• [TASK GOAL]
Copy out, word for word, the lines from the start of the data below through the line containing "let eps_sq = epsilon * epsilon;", and no others.
(Beginning of SOURCE MATERIAL)
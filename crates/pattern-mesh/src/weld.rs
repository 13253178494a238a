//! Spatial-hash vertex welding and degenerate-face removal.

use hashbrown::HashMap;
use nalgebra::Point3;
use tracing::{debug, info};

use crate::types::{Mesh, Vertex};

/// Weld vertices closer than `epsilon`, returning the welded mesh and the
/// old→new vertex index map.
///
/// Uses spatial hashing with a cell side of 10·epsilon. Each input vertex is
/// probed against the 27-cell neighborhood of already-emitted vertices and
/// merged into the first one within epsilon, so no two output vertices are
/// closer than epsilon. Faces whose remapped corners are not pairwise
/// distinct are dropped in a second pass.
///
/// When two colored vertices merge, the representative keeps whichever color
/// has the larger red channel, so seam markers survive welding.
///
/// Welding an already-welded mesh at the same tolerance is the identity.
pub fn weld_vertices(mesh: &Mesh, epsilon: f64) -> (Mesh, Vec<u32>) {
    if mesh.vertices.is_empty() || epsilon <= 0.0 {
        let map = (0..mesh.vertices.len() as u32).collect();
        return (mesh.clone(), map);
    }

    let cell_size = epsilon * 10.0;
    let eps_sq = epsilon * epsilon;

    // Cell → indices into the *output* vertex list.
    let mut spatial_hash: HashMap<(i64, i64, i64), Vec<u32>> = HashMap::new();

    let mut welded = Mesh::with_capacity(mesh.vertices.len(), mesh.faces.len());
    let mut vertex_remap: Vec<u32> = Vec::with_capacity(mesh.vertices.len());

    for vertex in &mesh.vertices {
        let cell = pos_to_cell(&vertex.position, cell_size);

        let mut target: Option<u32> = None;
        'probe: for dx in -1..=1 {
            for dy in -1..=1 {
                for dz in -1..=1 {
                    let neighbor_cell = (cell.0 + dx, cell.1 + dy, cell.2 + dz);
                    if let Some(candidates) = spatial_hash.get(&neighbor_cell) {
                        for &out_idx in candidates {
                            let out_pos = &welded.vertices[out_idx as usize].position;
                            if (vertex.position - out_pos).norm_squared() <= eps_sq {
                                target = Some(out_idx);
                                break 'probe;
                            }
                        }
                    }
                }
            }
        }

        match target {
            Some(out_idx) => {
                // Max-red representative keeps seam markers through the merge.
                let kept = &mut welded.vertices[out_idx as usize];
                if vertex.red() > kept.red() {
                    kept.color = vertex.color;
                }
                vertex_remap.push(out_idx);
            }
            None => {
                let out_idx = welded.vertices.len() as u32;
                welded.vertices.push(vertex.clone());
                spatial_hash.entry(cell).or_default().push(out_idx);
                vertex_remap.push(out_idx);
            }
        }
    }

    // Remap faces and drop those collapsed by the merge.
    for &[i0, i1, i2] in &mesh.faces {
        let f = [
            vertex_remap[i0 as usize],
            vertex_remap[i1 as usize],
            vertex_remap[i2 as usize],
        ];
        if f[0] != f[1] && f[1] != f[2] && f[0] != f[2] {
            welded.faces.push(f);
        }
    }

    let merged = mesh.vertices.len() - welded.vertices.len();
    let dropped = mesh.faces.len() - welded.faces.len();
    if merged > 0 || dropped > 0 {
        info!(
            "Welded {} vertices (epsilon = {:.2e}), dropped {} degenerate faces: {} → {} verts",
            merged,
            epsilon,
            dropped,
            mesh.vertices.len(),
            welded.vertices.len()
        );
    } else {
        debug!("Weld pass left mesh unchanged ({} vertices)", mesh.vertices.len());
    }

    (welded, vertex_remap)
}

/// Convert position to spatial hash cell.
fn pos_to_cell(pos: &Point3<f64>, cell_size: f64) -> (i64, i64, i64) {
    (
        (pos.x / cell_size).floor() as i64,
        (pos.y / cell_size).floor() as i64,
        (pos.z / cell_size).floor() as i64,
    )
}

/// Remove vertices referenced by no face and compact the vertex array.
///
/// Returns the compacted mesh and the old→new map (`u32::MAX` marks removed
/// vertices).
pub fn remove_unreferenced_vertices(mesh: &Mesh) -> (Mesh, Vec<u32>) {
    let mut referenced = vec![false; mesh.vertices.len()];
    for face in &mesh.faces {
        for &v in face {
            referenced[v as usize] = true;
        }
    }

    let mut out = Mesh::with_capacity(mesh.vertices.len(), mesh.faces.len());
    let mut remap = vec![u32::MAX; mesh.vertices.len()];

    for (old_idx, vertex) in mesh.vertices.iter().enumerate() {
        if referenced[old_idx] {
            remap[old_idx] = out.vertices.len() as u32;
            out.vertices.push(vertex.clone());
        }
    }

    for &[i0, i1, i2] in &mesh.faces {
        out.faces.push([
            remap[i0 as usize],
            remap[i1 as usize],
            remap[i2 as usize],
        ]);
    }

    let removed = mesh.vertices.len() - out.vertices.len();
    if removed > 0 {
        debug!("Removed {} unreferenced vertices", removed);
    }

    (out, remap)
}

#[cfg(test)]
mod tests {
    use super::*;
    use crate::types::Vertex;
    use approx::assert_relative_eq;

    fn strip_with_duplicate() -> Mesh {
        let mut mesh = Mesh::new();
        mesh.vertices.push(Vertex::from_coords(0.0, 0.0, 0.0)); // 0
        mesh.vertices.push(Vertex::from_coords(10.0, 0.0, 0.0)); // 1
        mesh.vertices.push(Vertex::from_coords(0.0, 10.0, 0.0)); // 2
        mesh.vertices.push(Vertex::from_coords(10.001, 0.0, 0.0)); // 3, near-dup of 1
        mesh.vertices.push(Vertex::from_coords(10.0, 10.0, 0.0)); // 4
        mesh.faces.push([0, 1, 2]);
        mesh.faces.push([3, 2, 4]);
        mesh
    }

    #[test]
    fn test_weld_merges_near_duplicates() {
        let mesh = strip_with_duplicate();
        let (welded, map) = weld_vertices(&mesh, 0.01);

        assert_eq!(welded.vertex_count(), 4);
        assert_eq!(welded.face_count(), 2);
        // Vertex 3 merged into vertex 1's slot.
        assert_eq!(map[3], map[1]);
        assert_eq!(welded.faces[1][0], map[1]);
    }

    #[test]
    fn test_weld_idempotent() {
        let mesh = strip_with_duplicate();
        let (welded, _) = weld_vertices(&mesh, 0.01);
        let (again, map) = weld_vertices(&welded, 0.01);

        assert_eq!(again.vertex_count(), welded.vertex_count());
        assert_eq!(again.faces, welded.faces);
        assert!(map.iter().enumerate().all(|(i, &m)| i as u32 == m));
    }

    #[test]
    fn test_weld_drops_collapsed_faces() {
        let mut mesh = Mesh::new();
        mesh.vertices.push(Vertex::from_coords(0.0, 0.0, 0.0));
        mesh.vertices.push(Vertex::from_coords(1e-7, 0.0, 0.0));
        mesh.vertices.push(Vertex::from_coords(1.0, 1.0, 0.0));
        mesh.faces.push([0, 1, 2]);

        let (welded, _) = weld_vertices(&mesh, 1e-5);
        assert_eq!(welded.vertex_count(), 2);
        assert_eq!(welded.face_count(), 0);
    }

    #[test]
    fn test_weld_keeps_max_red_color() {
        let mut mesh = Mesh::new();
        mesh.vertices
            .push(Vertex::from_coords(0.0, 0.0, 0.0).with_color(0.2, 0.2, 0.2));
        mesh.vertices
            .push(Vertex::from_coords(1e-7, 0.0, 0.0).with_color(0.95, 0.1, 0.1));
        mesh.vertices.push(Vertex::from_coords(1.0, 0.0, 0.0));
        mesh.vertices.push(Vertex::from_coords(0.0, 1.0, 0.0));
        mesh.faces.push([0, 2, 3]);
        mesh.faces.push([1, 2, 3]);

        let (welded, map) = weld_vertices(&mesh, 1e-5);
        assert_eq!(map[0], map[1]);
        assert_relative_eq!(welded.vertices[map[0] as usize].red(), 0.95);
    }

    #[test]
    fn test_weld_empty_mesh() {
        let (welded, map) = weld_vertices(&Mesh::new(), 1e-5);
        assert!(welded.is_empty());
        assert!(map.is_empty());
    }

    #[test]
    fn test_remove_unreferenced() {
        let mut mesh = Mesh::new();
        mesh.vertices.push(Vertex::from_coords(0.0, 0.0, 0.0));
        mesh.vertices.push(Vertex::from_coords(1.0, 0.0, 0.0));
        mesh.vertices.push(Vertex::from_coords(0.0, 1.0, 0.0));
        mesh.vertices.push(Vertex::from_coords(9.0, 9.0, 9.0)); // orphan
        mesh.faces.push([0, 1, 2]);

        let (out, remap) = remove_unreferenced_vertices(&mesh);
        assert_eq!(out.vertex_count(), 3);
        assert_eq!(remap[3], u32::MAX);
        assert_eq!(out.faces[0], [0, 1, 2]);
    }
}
(End of SOURCE MATERIAL)
• [WRITTEN ANSWER]
filename crates/pattern-mesh/src/weld.rs
repository 13253178494a238a
//! Spatial-hash vertex welding and degenerate-face removal.

use hashbrown::HashMap;
use nalgebra::Point3;
use tracing::{debug, info};

use crate::types::{Mesh, Vertex};

/// Weld vertices closer than `epsilon`, returning the welded mesh and the
/// old→new vertex index map.
///
/// Uses spatial hashing with a cell side of 10·epsilon. Each input vertex is
/// probed against the 27-cell neighborhood of already-emitted vertices and
/// merged into the first one within epsilon, so no two output vertices are
/// closer than epsilon. Faces whose remapped corners are not pairwise
/// distinct are dropped in a second pass.
///
/// When two colored vertices merge, the representative keeps whichever color
/// has the larger red channel, so seam markers survive welding.
///
/// Welding an already-welded mesh at the same tolerance is the identity.
pub fn weld_vertices(mesh: &Mesh, epsilon: f64) -> (Mesh, Vec<u32>) {
    if mesh.vertices.is_empty() || epsilon <= 0.0 {
        let map = (0..mesh.vertices.len() as u32).collect();
        return (mesh.clone(), map);
    }

    let cell_size = epsilon * 10.0;
    let eps_sq = epsilon * epsilon;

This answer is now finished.